Nothing is needed except the lines below that run from the one with "pub type FeatureSet = BTreeMap<String, bool>;" through the one with "impl fmt::Display for", repeated exactly.
--------
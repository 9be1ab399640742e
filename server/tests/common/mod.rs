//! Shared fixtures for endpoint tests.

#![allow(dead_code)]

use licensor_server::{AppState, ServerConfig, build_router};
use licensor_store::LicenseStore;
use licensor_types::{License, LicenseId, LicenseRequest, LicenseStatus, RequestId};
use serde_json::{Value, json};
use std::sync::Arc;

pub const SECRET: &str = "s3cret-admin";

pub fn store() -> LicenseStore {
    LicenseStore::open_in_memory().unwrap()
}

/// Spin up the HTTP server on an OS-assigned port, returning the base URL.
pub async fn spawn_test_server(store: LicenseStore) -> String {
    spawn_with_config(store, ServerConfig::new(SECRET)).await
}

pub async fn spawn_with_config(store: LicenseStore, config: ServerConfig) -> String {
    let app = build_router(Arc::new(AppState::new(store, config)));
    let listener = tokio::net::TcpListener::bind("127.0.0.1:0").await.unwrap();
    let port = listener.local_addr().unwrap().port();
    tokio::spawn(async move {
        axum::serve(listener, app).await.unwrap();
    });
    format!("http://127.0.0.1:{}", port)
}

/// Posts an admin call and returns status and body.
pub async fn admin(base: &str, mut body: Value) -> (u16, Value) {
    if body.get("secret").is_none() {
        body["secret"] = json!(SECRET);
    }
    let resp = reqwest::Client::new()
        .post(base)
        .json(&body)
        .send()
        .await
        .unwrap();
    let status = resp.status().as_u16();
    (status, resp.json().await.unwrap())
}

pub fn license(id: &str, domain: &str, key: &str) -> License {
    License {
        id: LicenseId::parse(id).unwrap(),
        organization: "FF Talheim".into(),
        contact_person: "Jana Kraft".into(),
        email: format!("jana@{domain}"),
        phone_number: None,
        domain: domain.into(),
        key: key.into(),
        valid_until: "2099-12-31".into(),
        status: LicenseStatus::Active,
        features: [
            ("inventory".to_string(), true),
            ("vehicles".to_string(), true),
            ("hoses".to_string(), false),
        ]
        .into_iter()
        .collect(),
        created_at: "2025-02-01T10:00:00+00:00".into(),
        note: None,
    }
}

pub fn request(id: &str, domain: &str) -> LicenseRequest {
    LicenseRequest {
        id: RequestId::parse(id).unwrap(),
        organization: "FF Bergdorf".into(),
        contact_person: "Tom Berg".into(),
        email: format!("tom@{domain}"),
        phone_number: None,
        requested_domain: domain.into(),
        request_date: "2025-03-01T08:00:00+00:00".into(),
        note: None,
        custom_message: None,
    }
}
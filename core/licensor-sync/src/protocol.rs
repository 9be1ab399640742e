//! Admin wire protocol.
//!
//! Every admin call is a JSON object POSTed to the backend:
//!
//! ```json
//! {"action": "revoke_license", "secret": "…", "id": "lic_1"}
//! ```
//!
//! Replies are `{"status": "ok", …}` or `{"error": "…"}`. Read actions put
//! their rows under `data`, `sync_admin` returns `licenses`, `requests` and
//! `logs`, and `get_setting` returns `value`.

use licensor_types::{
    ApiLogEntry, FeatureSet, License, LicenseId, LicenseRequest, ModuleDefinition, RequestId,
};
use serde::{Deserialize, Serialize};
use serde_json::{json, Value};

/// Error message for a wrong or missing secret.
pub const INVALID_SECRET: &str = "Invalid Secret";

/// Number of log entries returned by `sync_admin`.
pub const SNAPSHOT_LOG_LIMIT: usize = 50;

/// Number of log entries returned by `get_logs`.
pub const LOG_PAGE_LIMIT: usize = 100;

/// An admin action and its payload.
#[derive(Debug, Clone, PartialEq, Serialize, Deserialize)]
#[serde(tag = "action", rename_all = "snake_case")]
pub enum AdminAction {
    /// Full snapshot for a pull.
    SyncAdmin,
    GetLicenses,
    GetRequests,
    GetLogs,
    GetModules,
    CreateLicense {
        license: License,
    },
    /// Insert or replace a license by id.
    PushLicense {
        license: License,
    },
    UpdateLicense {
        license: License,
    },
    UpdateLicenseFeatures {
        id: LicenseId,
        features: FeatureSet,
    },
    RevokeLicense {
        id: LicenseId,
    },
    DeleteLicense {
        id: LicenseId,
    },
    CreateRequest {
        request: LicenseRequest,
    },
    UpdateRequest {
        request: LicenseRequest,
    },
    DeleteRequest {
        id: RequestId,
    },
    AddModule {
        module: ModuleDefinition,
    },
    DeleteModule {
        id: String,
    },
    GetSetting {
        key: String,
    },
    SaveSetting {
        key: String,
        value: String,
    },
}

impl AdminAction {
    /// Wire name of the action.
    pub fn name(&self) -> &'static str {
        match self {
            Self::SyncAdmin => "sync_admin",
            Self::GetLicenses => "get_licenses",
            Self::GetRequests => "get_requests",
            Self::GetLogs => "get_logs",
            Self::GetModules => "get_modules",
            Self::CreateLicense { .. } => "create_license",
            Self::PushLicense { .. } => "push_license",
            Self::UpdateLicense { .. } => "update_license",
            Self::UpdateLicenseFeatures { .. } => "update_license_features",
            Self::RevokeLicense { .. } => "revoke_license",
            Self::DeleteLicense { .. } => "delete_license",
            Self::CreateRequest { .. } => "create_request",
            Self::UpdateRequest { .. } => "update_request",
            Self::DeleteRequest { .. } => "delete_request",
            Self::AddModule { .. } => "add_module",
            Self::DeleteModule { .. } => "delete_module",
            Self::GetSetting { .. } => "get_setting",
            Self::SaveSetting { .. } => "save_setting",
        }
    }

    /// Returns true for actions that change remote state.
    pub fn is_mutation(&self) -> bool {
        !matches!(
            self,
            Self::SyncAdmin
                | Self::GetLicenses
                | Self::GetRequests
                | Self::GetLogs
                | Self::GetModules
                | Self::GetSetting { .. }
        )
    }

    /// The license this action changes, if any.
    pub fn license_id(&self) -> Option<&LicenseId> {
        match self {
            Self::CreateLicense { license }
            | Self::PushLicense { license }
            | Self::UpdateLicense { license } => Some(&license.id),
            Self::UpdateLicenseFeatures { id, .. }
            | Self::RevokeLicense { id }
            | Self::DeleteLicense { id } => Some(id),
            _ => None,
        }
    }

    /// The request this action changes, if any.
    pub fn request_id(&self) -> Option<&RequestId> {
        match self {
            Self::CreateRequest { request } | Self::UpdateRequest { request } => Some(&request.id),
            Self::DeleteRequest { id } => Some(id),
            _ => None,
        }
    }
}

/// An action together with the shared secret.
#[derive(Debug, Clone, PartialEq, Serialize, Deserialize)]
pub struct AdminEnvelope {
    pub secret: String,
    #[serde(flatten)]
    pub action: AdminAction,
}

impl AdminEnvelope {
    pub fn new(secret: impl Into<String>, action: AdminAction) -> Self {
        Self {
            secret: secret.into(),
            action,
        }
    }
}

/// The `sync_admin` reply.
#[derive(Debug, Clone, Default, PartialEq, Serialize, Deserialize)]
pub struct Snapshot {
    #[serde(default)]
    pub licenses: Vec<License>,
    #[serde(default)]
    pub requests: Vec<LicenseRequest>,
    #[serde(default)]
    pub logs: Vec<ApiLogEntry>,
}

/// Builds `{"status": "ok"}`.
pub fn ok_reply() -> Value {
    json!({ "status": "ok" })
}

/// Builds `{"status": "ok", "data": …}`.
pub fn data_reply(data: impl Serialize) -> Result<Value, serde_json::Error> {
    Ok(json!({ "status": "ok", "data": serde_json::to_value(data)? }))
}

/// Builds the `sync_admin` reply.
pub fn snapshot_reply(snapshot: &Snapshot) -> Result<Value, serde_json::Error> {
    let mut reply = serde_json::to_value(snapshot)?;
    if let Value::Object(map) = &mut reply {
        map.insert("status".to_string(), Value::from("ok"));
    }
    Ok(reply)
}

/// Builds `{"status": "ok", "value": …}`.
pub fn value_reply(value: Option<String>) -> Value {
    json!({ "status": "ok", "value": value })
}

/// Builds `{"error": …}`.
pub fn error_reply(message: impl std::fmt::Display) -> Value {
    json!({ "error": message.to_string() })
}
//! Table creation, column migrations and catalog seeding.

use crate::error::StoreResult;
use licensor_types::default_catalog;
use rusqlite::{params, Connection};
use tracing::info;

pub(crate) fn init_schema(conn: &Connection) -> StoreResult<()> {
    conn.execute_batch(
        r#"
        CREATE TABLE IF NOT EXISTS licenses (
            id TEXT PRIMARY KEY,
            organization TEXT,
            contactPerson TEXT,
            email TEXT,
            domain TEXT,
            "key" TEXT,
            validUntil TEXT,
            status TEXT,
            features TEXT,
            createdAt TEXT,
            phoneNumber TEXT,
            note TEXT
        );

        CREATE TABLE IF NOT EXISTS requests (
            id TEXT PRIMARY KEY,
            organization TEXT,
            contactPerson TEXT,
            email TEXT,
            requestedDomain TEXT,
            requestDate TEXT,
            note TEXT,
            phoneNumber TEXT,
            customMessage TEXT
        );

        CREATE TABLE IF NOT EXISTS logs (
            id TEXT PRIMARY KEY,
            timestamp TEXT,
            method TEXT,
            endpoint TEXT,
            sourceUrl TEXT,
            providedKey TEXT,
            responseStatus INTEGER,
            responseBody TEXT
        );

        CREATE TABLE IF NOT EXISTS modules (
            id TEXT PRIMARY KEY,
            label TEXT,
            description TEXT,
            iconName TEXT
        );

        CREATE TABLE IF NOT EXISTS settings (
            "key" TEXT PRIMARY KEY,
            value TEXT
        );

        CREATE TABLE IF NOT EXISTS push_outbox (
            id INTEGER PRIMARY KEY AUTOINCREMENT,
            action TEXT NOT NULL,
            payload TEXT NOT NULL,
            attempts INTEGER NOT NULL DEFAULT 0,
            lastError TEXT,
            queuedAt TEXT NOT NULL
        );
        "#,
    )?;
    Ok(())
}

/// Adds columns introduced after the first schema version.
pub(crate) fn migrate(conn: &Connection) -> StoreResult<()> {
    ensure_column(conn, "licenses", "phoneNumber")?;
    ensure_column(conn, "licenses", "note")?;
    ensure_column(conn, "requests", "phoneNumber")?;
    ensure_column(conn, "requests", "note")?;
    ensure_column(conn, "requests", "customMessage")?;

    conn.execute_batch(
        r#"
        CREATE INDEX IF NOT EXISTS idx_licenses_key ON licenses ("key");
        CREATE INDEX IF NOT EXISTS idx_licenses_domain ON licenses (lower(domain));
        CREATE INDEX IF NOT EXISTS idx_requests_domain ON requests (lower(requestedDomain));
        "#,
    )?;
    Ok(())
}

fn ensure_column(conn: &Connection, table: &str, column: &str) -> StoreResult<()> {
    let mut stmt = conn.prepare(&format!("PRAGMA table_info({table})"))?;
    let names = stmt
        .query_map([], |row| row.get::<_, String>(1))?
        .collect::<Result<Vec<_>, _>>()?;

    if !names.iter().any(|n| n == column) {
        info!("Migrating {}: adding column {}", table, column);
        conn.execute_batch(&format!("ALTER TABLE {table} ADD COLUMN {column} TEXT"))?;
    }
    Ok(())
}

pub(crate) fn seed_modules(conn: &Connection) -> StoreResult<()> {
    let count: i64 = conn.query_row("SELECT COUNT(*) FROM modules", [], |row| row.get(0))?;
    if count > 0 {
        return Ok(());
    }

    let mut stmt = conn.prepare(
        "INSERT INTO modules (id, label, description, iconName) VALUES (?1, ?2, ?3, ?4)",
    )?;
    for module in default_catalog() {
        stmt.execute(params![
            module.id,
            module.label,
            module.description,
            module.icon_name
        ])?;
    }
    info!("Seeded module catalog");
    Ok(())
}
--------
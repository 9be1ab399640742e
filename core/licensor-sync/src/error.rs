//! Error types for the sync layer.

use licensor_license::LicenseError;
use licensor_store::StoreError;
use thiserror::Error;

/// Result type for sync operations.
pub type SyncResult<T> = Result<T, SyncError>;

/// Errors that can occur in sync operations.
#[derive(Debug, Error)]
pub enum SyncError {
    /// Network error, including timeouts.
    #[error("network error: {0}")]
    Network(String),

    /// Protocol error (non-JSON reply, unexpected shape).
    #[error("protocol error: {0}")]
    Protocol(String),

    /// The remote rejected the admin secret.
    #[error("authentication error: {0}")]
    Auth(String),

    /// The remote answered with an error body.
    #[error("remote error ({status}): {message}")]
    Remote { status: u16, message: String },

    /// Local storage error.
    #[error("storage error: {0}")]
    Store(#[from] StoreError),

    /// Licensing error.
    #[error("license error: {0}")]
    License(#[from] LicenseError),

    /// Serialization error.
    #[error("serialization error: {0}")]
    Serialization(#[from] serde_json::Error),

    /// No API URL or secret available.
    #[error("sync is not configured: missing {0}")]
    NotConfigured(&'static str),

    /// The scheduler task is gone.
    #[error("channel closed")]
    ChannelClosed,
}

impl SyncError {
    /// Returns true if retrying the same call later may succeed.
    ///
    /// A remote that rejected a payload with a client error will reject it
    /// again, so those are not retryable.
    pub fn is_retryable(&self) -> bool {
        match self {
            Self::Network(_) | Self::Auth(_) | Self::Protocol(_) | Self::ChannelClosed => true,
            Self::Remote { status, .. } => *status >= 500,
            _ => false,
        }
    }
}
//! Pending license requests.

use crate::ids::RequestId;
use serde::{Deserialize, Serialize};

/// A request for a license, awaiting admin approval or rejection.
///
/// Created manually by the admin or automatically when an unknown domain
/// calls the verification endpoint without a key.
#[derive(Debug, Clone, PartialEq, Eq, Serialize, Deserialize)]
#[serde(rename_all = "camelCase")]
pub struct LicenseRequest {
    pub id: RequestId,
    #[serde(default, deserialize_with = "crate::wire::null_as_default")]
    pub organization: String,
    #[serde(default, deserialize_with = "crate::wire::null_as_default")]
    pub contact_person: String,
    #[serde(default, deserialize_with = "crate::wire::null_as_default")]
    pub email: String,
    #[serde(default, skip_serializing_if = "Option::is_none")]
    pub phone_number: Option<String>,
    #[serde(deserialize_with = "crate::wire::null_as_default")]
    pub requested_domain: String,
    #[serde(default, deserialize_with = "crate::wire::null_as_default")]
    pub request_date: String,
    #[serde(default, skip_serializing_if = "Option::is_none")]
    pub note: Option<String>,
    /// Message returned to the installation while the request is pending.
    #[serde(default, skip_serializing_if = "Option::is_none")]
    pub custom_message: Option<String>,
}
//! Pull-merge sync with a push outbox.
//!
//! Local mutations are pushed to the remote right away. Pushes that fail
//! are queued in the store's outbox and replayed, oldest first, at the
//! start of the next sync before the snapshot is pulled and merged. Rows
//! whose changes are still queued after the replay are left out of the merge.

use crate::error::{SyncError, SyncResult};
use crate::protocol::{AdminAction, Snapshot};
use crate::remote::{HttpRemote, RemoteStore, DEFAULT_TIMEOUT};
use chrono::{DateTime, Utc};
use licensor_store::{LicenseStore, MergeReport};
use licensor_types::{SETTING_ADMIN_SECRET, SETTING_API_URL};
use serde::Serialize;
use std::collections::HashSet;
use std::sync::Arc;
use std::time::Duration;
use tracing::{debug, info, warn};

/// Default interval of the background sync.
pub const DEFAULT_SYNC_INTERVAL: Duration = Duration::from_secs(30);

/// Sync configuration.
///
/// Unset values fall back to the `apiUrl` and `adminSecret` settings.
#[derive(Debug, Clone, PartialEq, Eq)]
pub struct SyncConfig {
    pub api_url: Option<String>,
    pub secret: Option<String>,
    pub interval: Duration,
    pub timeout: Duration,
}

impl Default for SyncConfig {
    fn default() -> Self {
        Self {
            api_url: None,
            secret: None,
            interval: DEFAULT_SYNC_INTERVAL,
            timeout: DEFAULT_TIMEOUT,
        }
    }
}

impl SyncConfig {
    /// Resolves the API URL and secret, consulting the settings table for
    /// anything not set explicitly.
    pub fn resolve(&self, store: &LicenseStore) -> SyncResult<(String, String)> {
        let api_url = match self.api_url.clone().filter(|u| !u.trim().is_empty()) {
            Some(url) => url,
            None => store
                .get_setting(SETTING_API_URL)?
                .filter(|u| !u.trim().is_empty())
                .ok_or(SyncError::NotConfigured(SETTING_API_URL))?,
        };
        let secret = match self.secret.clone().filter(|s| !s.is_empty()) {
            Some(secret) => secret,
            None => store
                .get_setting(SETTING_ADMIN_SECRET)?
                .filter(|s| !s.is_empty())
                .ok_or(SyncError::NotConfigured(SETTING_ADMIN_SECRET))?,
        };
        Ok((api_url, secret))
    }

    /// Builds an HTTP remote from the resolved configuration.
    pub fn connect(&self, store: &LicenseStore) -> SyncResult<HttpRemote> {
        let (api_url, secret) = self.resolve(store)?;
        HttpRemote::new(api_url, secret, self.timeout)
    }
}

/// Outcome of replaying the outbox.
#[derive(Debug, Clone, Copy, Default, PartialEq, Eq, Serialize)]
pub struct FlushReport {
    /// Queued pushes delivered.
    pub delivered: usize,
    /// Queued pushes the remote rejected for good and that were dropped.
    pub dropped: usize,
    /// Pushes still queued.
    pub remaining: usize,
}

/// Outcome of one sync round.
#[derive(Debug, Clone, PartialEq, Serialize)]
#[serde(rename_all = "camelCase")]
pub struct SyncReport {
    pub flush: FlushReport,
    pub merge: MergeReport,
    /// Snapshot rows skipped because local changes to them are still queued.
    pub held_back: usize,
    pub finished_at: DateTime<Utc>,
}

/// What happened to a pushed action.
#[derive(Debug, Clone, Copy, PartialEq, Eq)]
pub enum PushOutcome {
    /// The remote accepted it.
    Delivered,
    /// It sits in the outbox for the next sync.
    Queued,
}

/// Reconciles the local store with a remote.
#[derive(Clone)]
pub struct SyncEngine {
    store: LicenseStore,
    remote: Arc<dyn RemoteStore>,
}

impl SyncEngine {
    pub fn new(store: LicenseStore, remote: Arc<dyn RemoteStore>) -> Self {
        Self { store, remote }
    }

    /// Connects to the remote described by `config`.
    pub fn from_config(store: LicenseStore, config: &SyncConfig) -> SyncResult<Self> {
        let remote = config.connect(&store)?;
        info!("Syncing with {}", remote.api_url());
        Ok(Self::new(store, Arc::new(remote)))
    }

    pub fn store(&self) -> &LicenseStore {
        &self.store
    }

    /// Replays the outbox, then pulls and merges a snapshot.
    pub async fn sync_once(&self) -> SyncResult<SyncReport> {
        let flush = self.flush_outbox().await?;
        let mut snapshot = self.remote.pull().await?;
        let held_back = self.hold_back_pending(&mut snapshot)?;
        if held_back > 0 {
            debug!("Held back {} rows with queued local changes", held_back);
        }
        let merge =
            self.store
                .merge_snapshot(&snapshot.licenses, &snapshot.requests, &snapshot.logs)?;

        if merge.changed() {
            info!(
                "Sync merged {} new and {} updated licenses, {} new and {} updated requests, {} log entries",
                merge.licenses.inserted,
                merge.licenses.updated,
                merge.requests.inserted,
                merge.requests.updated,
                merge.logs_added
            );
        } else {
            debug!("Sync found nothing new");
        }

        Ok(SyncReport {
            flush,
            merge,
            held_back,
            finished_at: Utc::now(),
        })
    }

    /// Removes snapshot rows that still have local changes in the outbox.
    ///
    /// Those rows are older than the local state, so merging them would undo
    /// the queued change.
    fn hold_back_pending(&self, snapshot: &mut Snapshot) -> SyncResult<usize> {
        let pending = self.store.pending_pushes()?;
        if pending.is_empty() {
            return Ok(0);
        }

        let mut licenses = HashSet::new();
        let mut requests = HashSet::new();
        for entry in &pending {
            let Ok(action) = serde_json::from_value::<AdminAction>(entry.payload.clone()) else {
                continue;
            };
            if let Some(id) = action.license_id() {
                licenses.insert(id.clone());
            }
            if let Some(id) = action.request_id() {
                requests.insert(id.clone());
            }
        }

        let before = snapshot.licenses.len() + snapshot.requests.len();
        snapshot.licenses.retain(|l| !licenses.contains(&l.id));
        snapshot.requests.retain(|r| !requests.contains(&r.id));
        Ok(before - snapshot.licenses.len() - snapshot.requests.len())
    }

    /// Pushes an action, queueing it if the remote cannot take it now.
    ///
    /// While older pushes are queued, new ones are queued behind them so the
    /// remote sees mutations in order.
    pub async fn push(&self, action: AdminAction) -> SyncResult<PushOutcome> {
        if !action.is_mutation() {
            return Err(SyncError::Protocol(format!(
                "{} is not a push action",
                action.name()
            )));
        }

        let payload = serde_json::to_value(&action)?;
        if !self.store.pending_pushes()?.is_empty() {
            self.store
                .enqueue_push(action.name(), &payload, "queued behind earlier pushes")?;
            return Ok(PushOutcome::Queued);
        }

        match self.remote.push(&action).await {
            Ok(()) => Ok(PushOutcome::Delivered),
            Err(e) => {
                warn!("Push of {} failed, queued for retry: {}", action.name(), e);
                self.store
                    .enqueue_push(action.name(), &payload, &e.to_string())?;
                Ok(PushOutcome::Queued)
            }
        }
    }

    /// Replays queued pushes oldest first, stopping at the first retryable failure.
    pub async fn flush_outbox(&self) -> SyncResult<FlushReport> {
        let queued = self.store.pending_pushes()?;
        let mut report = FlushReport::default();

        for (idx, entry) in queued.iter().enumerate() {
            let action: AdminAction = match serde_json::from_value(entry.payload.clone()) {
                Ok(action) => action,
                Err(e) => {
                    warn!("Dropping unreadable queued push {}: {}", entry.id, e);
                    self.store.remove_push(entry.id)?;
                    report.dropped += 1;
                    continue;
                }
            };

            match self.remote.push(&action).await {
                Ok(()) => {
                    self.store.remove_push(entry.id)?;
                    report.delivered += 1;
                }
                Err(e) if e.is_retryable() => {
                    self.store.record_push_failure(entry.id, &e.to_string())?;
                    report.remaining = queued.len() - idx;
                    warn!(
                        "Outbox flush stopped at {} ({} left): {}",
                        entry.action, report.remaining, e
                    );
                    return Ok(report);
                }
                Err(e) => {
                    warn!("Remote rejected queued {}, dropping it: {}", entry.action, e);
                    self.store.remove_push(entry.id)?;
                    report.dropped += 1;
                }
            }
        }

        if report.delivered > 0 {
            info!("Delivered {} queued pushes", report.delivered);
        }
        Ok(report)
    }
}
--------
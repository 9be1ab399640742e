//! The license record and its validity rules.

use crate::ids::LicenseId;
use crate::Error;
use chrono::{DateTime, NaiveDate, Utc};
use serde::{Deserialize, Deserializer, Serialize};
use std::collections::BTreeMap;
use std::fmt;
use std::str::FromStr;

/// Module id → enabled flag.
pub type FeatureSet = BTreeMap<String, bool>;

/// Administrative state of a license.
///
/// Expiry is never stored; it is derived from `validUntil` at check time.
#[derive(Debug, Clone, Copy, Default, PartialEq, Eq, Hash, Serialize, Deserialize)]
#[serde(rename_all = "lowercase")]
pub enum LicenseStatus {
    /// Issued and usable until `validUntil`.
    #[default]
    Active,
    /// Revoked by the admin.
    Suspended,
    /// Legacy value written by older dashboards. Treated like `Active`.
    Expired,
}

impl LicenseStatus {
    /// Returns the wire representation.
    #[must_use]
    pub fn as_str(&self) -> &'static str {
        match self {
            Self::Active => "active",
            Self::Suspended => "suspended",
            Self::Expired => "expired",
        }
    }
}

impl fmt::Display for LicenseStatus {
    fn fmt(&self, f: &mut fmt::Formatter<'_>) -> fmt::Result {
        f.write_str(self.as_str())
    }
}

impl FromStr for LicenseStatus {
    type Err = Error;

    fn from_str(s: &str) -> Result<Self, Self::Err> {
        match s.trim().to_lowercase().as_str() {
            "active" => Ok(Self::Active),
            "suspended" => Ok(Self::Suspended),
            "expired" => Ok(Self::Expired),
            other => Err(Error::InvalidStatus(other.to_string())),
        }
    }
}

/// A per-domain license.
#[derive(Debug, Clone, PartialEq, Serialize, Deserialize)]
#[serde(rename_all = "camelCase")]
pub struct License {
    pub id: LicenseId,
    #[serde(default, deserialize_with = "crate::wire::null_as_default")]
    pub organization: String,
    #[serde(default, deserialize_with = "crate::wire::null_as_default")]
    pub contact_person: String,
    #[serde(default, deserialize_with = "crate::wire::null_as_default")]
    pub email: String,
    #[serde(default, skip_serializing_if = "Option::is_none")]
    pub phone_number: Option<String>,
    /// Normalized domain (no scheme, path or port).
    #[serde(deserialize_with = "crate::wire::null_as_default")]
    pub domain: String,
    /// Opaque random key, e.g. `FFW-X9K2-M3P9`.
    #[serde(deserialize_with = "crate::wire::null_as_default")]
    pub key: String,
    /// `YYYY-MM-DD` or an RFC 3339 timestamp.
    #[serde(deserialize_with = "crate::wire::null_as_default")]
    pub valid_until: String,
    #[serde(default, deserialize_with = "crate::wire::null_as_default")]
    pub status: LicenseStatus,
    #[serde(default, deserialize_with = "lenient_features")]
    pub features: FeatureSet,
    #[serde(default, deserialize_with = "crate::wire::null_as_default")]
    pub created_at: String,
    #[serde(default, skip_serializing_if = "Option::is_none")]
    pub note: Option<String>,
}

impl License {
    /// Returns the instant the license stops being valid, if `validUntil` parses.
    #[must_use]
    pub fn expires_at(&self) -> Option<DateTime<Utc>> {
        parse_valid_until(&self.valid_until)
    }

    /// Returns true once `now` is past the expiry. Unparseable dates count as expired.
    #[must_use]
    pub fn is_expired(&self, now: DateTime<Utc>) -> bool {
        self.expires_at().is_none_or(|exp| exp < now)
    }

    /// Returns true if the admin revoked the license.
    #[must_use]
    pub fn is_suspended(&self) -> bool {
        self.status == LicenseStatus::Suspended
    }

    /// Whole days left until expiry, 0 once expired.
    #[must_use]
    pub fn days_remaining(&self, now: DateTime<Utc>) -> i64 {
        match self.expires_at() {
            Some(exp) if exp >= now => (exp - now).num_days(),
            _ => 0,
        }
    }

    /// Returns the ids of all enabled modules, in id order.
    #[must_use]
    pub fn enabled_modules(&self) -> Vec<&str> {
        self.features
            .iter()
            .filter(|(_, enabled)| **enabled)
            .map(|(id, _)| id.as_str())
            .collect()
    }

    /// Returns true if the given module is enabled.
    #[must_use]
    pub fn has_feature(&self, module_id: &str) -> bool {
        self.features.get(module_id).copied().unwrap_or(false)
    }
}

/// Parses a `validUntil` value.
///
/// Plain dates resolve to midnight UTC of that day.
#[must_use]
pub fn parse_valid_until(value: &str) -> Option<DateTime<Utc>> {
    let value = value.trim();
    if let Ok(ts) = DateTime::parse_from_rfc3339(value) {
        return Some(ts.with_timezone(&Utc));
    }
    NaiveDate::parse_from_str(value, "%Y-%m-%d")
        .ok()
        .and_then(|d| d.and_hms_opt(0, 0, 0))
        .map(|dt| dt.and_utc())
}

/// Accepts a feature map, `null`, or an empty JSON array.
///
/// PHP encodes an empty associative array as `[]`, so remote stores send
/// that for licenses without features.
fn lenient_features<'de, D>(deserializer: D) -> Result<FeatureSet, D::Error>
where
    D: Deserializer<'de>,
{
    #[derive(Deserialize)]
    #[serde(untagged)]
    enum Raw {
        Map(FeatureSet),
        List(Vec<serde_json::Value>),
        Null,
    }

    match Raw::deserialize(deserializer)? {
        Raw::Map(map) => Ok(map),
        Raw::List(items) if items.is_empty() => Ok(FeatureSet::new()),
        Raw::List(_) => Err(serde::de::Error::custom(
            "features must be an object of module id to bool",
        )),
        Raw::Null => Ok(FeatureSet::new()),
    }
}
--------
→ **Solution to this problem**:
pub type FeatureSet = BTreeMap<String, bool>;

/// Administrative state of a license.
///
/// Expiry is never stored; it is derived from `validUntil` at check time.
#[derive(Debug, Clone, Copy, Default, PartialEq, Eq, Hash, Serialize, Deserialize)]
#[serde(rename_all = "lowercase")]
pub enum LicenseStatus {
    /// Issued and usable until `validUntil`.
    #[default]
    Active,
    /// Revoked by the admin.
    Suspended,
    /// Legacy value written by older dashboards. Treated like `Active`.
    Expired,
}

impl LicenseStatus {
    /// Returns the wire representation.
    #[must_use]
    pub fn as_str(&self) -> &'static str {
        match self {
            Self::Active => "active",
            Self::Suspended => "suspended",
            Self::Expired => "expired",
        }
    }
}

impl fmt::Display for LicenseStatus {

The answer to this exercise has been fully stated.